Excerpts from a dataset
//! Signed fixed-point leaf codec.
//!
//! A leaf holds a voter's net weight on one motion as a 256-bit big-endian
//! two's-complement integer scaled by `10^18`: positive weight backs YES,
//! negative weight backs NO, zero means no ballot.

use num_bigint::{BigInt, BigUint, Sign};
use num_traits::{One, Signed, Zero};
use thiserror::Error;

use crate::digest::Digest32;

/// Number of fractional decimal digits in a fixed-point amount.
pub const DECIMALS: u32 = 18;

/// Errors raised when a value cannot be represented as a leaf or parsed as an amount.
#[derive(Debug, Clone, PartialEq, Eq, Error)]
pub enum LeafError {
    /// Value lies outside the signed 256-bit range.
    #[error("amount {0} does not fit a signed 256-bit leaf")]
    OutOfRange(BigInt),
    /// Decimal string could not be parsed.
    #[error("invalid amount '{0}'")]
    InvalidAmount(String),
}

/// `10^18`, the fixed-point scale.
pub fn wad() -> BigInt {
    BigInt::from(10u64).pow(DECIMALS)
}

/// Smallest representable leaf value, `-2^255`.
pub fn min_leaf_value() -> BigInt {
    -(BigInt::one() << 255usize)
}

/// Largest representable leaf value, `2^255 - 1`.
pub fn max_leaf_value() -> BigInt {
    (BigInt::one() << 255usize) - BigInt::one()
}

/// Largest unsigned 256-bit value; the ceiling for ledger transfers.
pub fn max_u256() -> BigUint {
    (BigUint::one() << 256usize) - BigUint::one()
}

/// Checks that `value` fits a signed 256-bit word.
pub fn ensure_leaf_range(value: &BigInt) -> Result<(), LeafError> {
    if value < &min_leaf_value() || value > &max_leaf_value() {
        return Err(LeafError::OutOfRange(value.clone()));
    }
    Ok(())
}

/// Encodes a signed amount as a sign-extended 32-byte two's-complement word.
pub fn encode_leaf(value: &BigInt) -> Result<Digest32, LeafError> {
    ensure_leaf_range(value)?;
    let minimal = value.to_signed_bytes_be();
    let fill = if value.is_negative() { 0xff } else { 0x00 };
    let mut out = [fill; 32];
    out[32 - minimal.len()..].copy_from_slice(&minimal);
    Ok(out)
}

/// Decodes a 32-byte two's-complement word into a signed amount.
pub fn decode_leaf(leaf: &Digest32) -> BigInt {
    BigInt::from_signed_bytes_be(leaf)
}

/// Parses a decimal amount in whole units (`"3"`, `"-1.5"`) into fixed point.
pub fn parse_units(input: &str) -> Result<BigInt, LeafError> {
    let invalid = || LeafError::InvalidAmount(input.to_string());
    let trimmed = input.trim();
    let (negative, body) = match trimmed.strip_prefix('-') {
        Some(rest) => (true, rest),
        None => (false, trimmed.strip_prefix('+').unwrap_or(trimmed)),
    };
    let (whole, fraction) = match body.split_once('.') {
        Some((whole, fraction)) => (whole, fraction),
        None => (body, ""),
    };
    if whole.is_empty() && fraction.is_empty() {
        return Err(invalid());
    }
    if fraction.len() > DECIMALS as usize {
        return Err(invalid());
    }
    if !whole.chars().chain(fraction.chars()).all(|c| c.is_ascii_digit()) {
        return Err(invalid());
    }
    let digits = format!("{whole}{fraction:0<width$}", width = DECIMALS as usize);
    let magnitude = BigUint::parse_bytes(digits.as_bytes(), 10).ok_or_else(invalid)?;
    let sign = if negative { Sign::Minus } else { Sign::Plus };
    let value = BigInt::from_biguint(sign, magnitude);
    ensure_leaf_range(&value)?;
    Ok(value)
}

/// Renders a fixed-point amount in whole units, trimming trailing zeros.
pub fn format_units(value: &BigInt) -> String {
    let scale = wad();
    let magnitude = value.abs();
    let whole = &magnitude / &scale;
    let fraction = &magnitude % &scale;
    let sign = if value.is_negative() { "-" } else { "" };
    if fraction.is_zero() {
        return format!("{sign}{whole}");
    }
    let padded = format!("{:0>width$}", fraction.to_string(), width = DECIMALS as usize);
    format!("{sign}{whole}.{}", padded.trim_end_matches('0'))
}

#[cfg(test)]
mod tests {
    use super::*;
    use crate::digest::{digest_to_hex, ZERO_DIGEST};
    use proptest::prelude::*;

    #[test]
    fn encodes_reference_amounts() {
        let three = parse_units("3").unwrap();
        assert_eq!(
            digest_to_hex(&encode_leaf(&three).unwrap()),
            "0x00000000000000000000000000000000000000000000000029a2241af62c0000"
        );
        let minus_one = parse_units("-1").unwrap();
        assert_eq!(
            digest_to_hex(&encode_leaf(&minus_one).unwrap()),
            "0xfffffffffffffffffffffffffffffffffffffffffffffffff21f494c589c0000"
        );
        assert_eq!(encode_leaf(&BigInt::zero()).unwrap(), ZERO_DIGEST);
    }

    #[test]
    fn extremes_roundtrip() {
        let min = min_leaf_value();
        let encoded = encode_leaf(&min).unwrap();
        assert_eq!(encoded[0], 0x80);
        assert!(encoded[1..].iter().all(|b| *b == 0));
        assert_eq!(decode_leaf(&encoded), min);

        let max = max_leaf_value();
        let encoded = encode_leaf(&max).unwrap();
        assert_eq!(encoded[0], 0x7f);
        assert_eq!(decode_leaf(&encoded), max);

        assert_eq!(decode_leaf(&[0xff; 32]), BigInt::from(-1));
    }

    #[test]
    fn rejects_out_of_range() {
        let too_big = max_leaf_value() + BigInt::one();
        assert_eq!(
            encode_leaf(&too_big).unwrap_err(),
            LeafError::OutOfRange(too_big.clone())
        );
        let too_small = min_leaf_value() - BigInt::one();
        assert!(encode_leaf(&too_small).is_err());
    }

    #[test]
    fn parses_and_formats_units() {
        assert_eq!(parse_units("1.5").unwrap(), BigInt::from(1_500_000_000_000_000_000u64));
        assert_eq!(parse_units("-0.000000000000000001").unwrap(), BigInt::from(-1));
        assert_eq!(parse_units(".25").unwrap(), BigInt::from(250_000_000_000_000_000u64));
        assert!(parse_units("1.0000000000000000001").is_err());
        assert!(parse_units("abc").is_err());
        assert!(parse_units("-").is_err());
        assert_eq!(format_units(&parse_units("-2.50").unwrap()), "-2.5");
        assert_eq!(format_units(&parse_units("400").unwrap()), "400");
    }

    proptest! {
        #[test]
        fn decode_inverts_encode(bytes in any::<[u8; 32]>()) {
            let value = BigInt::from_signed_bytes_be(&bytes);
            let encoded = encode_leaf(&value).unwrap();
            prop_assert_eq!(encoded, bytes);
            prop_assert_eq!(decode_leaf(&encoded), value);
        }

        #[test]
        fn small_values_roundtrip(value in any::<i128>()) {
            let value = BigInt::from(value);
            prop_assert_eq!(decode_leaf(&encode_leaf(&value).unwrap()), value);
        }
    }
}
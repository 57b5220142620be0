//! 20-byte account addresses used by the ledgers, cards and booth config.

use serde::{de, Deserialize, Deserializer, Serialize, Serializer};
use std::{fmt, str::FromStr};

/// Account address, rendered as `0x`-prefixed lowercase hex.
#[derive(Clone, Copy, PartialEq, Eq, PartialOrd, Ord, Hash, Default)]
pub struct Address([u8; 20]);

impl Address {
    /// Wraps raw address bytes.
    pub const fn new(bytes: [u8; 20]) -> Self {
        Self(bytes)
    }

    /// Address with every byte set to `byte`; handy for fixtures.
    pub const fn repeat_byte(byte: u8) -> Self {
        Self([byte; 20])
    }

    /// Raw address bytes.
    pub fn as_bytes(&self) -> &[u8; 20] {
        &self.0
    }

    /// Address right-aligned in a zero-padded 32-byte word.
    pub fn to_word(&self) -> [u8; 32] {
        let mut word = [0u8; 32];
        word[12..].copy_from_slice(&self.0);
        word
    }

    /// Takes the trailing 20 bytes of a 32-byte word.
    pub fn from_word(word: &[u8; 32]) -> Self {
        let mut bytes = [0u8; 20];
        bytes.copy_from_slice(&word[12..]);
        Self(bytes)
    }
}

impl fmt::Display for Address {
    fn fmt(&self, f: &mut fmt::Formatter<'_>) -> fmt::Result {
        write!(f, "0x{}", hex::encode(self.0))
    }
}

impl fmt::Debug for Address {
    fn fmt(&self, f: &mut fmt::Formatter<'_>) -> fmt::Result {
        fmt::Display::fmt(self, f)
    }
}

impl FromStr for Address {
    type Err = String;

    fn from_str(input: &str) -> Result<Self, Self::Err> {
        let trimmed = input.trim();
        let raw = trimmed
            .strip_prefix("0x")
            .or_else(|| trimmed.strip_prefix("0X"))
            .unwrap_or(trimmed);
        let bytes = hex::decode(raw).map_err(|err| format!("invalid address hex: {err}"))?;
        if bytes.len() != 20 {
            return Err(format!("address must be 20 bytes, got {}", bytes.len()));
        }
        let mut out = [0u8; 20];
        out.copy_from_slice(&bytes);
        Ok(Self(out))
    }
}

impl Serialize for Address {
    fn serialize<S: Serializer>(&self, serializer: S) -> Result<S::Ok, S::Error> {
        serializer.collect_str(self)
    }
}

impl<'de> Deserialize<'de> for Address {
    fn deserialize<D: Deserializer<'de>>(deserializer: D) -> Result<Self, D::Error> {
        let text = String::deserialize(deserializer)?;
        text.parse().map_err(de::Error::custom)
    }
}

* * *

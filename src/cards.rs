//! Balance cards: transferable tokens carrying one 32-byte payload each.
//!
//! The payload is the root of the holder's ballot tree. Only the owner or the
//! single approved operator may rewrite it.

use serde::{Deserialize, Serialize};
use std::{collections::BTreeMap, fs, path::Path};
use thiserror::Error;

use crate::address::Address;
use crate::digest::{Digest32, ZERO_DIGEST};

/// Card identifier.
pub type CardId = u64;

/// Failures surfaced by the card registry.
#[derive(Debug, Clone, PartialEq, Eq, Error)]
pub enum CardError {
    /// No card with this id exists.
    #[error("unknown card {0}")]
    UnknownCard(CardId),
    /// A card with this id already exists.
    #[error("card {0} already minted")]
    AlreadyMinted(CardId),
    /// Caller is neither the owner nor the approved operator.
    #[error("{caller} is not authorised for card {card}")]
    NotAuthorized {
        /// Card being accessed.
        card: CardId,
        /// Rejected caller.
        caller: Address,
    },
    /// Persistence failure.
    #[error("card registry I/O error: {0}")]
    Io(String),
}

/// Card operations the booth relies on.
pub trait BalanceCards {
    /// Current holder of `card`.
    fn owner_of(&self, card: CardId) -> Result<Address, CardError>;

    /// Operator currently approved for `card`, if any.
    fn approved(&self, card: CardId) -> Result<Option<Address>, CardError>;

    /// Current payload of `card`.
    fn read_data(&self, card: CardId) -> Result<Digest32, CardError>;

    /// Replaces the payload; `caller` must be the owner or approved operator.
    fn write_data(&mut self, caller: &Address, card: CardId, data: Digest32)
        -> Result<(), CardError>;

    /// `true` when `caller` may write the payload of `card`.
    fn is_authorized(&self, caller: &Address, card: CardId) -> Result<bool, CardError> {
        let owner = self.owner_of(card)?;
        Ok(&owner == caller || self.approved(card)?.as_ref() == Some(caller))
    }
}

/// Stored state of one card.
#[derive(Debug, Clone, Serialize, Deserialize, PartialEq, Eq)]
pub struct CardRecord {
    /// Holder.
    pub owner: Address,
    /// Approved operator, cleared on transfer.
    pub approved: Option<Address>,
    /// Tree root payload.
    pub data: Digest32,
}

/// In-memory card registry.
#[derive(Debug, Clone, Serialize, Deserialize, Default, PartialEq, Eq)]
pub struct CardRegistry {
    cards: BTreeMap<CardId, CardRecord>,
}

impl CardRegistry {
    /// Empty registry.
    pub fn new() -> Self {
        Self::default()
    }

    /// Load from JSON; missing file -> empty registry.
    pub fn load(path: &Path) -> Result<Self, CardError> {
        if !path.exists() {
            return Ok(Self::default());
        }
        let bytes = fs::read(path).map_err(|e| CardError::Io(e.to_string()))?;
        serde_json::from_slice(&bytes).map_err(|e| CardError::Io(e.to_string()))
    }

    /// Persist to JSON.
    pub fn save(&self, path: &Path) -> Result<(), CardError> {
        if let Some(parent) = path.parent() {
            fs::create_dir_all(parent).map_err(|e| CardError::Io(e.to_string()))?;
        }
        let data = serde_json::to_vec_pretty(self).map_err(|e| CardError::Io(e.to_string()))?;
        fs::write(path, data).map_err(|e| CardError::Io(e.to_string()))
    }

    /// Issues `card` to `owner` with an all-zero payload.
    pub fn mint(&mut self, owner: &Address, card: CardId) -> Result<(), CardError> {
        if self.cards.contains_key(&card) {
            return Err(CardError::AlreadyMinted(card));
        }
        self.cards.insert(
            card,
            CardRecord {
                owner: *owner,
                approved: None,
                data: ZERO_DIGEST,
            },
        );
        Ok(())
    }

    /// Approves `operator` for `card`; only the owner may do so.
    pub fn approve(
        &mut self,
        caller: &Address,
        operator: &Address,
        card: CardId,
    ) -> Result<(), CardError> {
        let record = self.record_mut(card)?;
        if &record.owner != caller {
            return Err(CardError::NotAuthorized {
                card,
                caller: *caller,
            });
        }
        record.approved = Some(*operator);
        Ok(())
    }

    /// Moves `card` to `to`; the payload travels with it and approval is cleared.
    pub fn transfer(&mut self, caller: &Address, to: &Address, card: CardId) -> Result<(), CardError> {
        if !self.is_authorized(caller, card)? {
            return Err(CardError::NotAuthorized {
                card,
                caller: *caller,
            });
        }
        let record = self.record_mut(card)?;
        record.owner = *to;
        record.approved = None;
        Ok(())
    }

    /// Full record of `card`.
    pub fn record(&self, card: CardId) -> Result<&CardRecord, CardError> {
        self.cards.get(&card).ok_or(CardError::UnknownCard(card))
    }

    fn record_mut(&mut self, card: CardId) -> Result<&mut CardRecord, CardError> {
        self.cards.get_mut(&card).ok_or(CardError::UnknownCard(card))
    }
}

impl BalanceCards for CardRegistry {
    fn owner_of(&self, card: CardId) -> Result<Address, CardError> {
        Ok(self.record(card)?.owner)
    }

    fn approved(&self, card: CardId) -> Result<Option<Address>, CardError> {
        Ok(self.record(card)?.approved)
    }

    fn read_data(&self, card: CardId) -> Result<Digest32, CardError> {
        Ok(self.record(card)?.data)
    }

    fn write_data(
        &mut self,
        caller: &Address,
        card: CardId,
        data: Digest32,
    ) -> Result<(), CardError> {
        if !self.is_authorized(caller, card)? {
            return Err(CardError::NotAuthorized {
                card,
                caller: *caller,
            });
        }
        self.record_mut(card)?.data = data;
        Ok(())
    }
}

==

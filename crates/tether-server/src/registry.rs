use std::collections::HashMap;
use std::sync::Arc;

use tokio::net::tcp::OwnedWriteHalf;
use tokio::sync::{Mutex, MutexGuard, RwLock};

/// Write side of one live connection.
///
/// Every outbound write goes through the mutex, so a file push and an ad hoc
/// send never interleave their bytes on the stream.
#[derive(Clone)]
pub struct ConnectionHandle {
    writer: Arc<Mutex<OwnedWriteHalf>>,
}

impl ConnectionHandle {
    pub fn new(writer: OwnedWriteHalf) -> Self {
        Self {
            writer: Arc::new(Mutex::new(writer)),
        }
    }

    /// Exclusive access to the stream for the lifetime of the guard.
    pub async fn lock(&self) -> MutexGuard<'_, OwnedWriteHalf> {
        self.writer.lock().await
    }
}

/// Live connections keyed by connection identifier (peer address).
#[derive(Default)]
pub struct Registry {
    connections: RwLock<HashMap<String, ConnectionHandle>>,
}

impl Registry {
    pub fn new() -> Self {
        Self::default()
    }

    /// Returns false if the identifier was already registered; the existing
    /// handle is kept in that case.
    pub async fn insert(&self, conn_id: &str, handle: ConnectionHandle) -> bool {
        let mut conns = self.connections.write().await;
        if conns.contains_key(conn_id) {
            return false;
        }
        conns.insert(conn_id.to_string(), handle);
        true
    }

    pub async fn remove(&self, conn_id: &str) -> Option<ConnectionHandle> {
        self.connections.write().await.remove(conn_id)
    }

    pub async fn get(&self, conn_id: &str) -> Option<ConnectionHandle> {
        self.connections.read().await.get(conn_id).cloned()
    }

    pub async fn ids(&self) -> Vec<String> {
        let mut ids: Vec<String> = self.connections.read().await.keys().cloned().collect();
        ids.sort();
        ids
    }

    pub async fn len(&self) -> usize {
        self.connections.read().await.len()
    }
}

◆ **What you should do**
Each line that contains the string "OutOfRange" should be copied from the data above.

◆ **Reply**
    OutOfRange(BigInt),
        return Err(LeafError::OutOfRange(value.clone()));
            LeafError::OutOfRange(too_big.clone())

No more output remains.